YOUR ASSIGNMENT> Start at the line below containing "#[cfg(test)]" and stop at the line containing "for i in 0..10u8". Repeat every line of that stretch exactly, and nothing outside it.

_ _ _

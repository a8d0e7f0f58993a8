//! In-process channel with queue-group semantics.

use std::collections::HashMap;
use std::sync::Arc;
use std::sync::atomic::{AtomicUsize, Ordering};

use async_trait::async_trait;
use tokio::sync::{Mutex, Notify, mpsc};

use crate::{ChannelError, Message, MessageChannel, MessageHandler, Result, SubscriptionId};

struct Member {
    id: SubscriptionId,
    sender: mpsc::UnboundedSender<Message>,
}

#[derive(Default)]
struct QueueGroup {
    members: Vec<Member>,
    cursor: usize,
}

impl QueueGroup {
    /// Picks the next member round-robin.
    fn next_member(&mut self) -> Option<&Member> {
        if self.members.is_empty() {
            return None;
        }
        let index = self.cursor % self.members.len();
        self.cursor = self.cursor.wrapping_add(1);
        self.members.get(index)
    }
}

#[derive(Default)]
struct ChannelState {
    /// subject -> queue group name -> members
    subjects: HashMap<String, HashMap<String, QueueGroup>>,
    /// subscription -> (subject, queue group)
    subscriptions: HashMap<SubscriptionId, (String, String)>,
    /// Only kept by channels built with [`InMemoryChannel::recording`].
    published: Option<Vec<Message>>,
    fail_on_publish: bool,
}

/// Counts messages handed to subscribers but not yet handled.
#[derive(Default)]
struct InFlight {
    count: AtomicUsize,
    idle: Notify,
}

impl InFlight {
    fn begin(&self) {
        self.count.fetch_add(1, Ordering::SeqCst);
    }

    fn end(&self) {
        if self.count.fetch_sub(1, Ordering::SeqCst) == 1 {
            self.idle.notify_waiters();
        }
    }
}

/// In-memory message channel.
///
/// Every subscription runs its handler on a dedicated task, so messages for
/// one subscriber are handled sequentially in publish order while different
/// subscribers run concurrently. Messages published to a subject without
/// subscribers are dropped. Nothing is kept
/// after delivery unless the channel was built with
/// [`InMemoryChannel::recording`].
#[derive(Clone, Default)]
pub struct InMemoryChannel {
    state: Arc<Mutex<ChannelState>>,
    in_flight: Arc<InFlight>,
}

impl InMemoryChannel {
    /// Creates a new empty channel.
    pub fn new() -> Self {
        Self::default()
    }

    /// Creates a channel that also keeps a log of every published message.
    pub fn recording() -> Self {
        Self {
            state: Arc::new(Mutex::new(ChannelState {
                published: Some(Vec::new()),
                ..ChannelState::default()
            })),
            in_flight: Arc::default(),
        }
    }

    /// Configures the channel to reject every publish call.
    pub async fn set_fail_on_publish(&self, fail: bool) {
        self.state.lock().await.fail_on_publish = fail;
    }

    /// Returns every message published to `subject`, in publish order.
    /// Always empty for a channel that is not recording.
    pub async fn published(&self, subject: &str) -> Vec<Message> {
        self.state
            .lock()
            .await
            .published
            .iter()
            .flatten()
            .filter(|m| m.subject == subject)
            .cloned()
            .collect()
    }

    /// Returns the total number of recorded messages.
    pub async fn published_count(&self) -> usize {
        self.state
            .lock()
            .await
            .published
            .as_ref()
            .map_or(0, Vec::len)
    }

    /// Returns the number of live subscriptions on `subject`.
    pub async fn subscriber_count(&self, subject: &str) -> usize {
        self.state
            .lock()
            .await
            .subjects
            .get(subject)
            .map(|groups| groups.values().map(|g| g.members.len()).sum())
            .unwrap_or(0)
    }

    /// Waits until every delivered message, including the ones published
    /// by handlers while processing, has been handled.
    pub async fn settle(&self) {
        loop {
            let notified = self.in_flight.idle.notified();
            if self.in_flight.count.load(Ordering::SeqCst) == 0 {
                return;
            }
            notified.await;
        }
    }
}

#[async_trait]
impl MessageChannel for InMemoryChannel {
    async fn publish(&self, subject: &str, payload: Vec<u8>) -> Result<()> {
        let mut state = self.state.lock().await;

        if state.fail_on_publish {
            return Err(ChannelError::Publish {
                subject: subject.to_string(),
                reason: "channel unavailable".to_string(),
            });
        }

        let message = Message::new(subject, payload);
        if let Some(log) = state.published.as_mut() {
            log.push(message.clone());
        }

        let mut delivered = 0usize;
        if let Some(groups) = state.subjects.get_mut(subject) {
            for group in groups.values_mut() {
                let Some(member) = group.next_member() else {
                    continue;
                };
                self.in_flight.begin();
                if member.sender.send(message.clone()).is_ok() {
                    delivered += 1;
                } else {
                    self.in_flight.end();
                }
            }
        }

        if delivered == 0 {
            tracing::debug!(subject, "no subscribers, message dropped");
            metrics::counter!("channel_messages_dropped_total").increment(1);
        }

        Ok(())
    }

    async fn subscribe(
        &self,
        subject: &str,
        queue_group: &str,
        handler: Arc<dyn MessageHandler>,
    ) -> Result<SubscriptionId> {
        let id = SubscriptionId::new();
        let (sender, mut receiver) = mpsc::unbounded_channel::<Message>();

        let in_flight = self.in_flight.clone();
        tokio::spawn(async move {
            while let Some(message) = receiver.recv().await {
                handler.handle(message).await;
                in_flight.end();
            }
        });

        let mut state = self.state.lock().await;
        state
            .subjects
            .entry(subject.to_string())
            .or_default()
            .entry(queue_group.to_string())
            .or_default()
            .members
            .push(Member { id, sender });
        state
            .subscriptions
            .insert(id, (subject.to_string(), queue_group.to_string()));

        tracing::debug!(subject, queue_group, subscription = %id, "subscribed");
        Ok(id)
    }

    async fn unsubscribe(&self, id: SubscriptionId) -> Result<()> {
        let mut state = self.state.lock().await;
        let (subject, queue_group) = state
            .subscriptions
            .remove(&id)
            .ok_or(ChannelError::SubscriptionNotFound(id))?;

        // Dropping the sender lets the worker drain what it already holds.
        if let Some(group) = state
            .subjects
            .get_mut(&subject)
            .and_then(|groups| groups.get_mut(&queue_group))
        {
            group.members.retain(|m| m.id != id);
        }
        Ok(())
    }
}

#[cfg(test)]
mod tests {
    use super::*;

    struct Recorder {
        seen: Arc<Mutex<Vec<Message>>>,
    }

    #[async_trait]
    impl MessageHandler for Recorder {
        async fn handle(&self, message: Message) {
            self.seen.lock().await.push(message);
        }
    }

    fn recorder() -> (Arc<Recorder>, Arc<Mutex<Vec<Message>>>) {
        let seen = Arc::new(Mutex::new(Vec::new()));
        (Arc::new(Recorder { seen: seen.clone() }), seen)
    }

    #[tokio::test]
    async fn test_each_group_receives_every_message() {
        let channel = InMemoryChannel::new();
        let (a, seen_a) = recorder();
        let (b, seen_b) = recorder();

        channel.subscribe("user-events", "report-service", a).await.unwrap();
        channel.subscribe("user-events", "event-log-service", b).await.unwrap();

        channel.publish("user-events", b"1".to_vec()).await.unwrap();
        channel.publish("user-events", b"2".to_vec()).await.unwrap();
        channel.settle().await;

        assert_eq!(seen_a.lock().await.len(), 2);
        assert_eq!(seen_b.lock().await.len(), 2);
    }

    #[tokio::test]
    async fn test_group_members_compete_for_messages() {
        let channel = InMemoryChannel::new();
        let (a, seen_a) = recorder();
        let (b, seen_b) = recorder();

        channel.subscribe("user-events", "workers", a).await.unwrap();
        channel.subscribe("user-events", "workers", b).await.unwrap();

        for i in 0..4u8 {
            channel.publish("user-events", vec![i]).await.unwrap();
        }
        channel.settle().await;

        assert_eq!(seen_a.lock().await.len(), 2);
        assert_eq!(seen_b.lock().await.len(), 2);
    }

    #[tokio::test]
    async fn test_fifo_per_subscriber() {
        let channel = InMemoryChannel::new();
        let (a, seen) = recorder();
        channel.subscribe("user-events", "workers", a).await.unwrap();

        for i in 0..10u8 {
            channel.publish("user-events", vec![i]).await.unwrap();
        }
        channel.settle().await;

        let payloads: Vec<u8> = seen.lock().await.iter().map(|m| m.payload[0]).collect();
        assert_eq!(payloads, (0..10u8).collect::<Vec<_>>());
    }

    #[tokio::test]
    async fn test_subjects_are_isolated() {
        let channel = InMemoryChannel::recording();
        let (a, seen) = recorder();
        channel.subscribe("user-events", "workers", a).await.unwrap();

        channel.publish("invoices", b"x".to_vec()).await.unwrap();
        channel.settle().await;

        assert!(seen.lock().await.is_empty());
        assert_eq!(channel.published("invoices").await.len(), 1);
    }

    #[tokio::test]
    async fn test_fail_on_publish() {
        let channel = InMemoryChannel::recording();
        channel.set_fail_on_publish(true).await;

        let result = channel.publish("user-events", b"x".to_vec()).await;
        assert!(matches!(result, Err(ChannelError::Publish { .. })));
        assert_eq!(channel.published_count().await, 0);
    }

    #[tokio::test]
    async fn test_default_channel_keeps_nothing_after_delivery() {
        let channel = InMemoryChannel::new();
        let (a, seen) = recorder();
        channel.subscribe("user-events", "workers", a).await.unwrap();

        for i in 0..1000u16 {
            channel
                .publish("user-events", i.to_be_bytes().to_vec())
                .await
                .unwrap();
        }
        channel.publish("invoices", b"x".to_vec()).await.unwrap();
        channel.settle().await;

        assert_eq!(seen.lock().await.len(), 1000);
        assert_eq!(channel.published_count().await, 0);
        assert!(channel.published("user-events").await.is_empty());
    }

    #[tokio::test]
    async fn test_recording_channel_keeps_log() {
        let channel = InMemoryChannel::recording();

        channel.publish("user-events", b"1".to_vec()).await.unwrap();
        channel.publish("invoices", b"2".to_vec()).await.unwrap();

        assert_eq!(channel.published_count().await, 2);
        assert_eq!(channel.published("invoices").await[0].payload, b"2".to_vec());
    }

    #[tokio::test]
    async fn test_unsubscribe_stops_delivery() {
        let channel = InMemoryChannel::new();
        let (a, seen) = recorder();
        let id = channel.subscribe("user-events", "workers", a).await.unwrap();
        assert_eq!(channel.subscriber_count("user-events").await, 1);

        channel.unsubscribe(id).await.unwrap();
        assert_eq!(channel.subscriber_count("user-events").await, 0);

        channel.publish("user-events", b"x".to_vec()).await.unwrap();
        channel.settle().await;
        assert!(seen.lock().await.is_empty());

        let again = channel.unsubscribe(id).await;
        assert!(matches!(again, Err(ChannelError::SubscriptionNotFound(_))));
    }

    struct Forwarder {
        channel: InMemoryChannel,
        hops: Arc<AtomicUsize>,
    }

    #[async_trait]
    impl MessageHandler for Forwarder {
        async fn handle(&self, message: Message) {
            let n = message.payload[0];
            self.hops.fetch_add(1, Ordering::SeqCst);
            if n > 0 {
                self.channel.publish("hop", vec![n - 1]).await.unwrap();
            }
        }
    }

    #[tokio::test]
    async fn test_settle_waits_for_chained_publishes() {
        let channel = InMemoryChannel::new();
        let hops = Arc::new(AtomicUsize::new(0));
        channel
            .subscribe(
                "hop",
                "relay",
                Arc::new(Forwarder {
                    channel: channel.clone(),
                    hops: hops.clone(),
                }),
            )
            .await
            .unwrap();

        channel.publish("hop", vec![5]).await.unwrap();
        channel.settle().await;

        assert_eq!(hops.load(Ordering::SeqCst), 6);
    }
}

_ _ _

SOLUTION TO THIS PROBLEM>
#[cfg(test)]
mod tests {
    use super::*;

    struct Recorder {
        seen: Arc<Mutex<Vec<Message>>>,
    }

    #[async_trait]
    impl MessageHandler for Recorder {
        async fn handle(&self, message: Message) {
            self.seen.lock().await.push(message);
        }
    }

    fn recorder() -> (Arc<Recorder>, Arc<Mutex<Vec<Message>>>) {
        let seen = Arc::new(Mutex::new(Vec::new()));
        (Arc::new(Recorder { seen: seen.clone() }), seen)
    }

    #[tokio::test]
    async fn test_each_group_receives_every_message() {
        let channel = InMemoryChannel::new();
        let (a, seen_a) = recorder();
        let (b, seen_b) = recorder();

        channel.subscribe("user-events", "report-service", a).await.unwrap();
        channel.subscribe("user-events", "event-log-service", b).await.unwrap();

        channel.publish("user-events", b"1".to_vec()).await.unwrap();
        channel.publish("user-events", b"2".to_vec()).await.unwrap();
        channel.settle().await;

        assert_eq!(seen_a.lock().await.len(), 2);
        assert_eq!(seen_b.lock().await.len(), 2);
    }

    #[tokio::test]
    async fn test_group_members_compete_for_messages() {
        let channel = InMemoryChannel::new();
        let (a, seen_a) = recorder();
        let (b, seen_b) = recorder();

        channel.subscribe("user-events", "workers", a).await.unwrap();
        channel.subscribe("user-events", "workers", b).await.unwrap();

        for i in 0..4u8 {
            channel.publish("user-events", vec![i]).await.unwrap();
        }
        channel.settle().await;

        assert_eq!(seen_a.lock().await.len(), 2);
        assert_eq!(seen_b.lock().await.len(), 2);
    }

    #[tokio::test]
    async fn test_fifo_per_subscriber() {
        let channel = InMemoryChannel::new();
        let (a, seen) = recorder();
        channel.subscribe("user-events", "workers", a).await.unwrap();

        for i in 0..10u8 {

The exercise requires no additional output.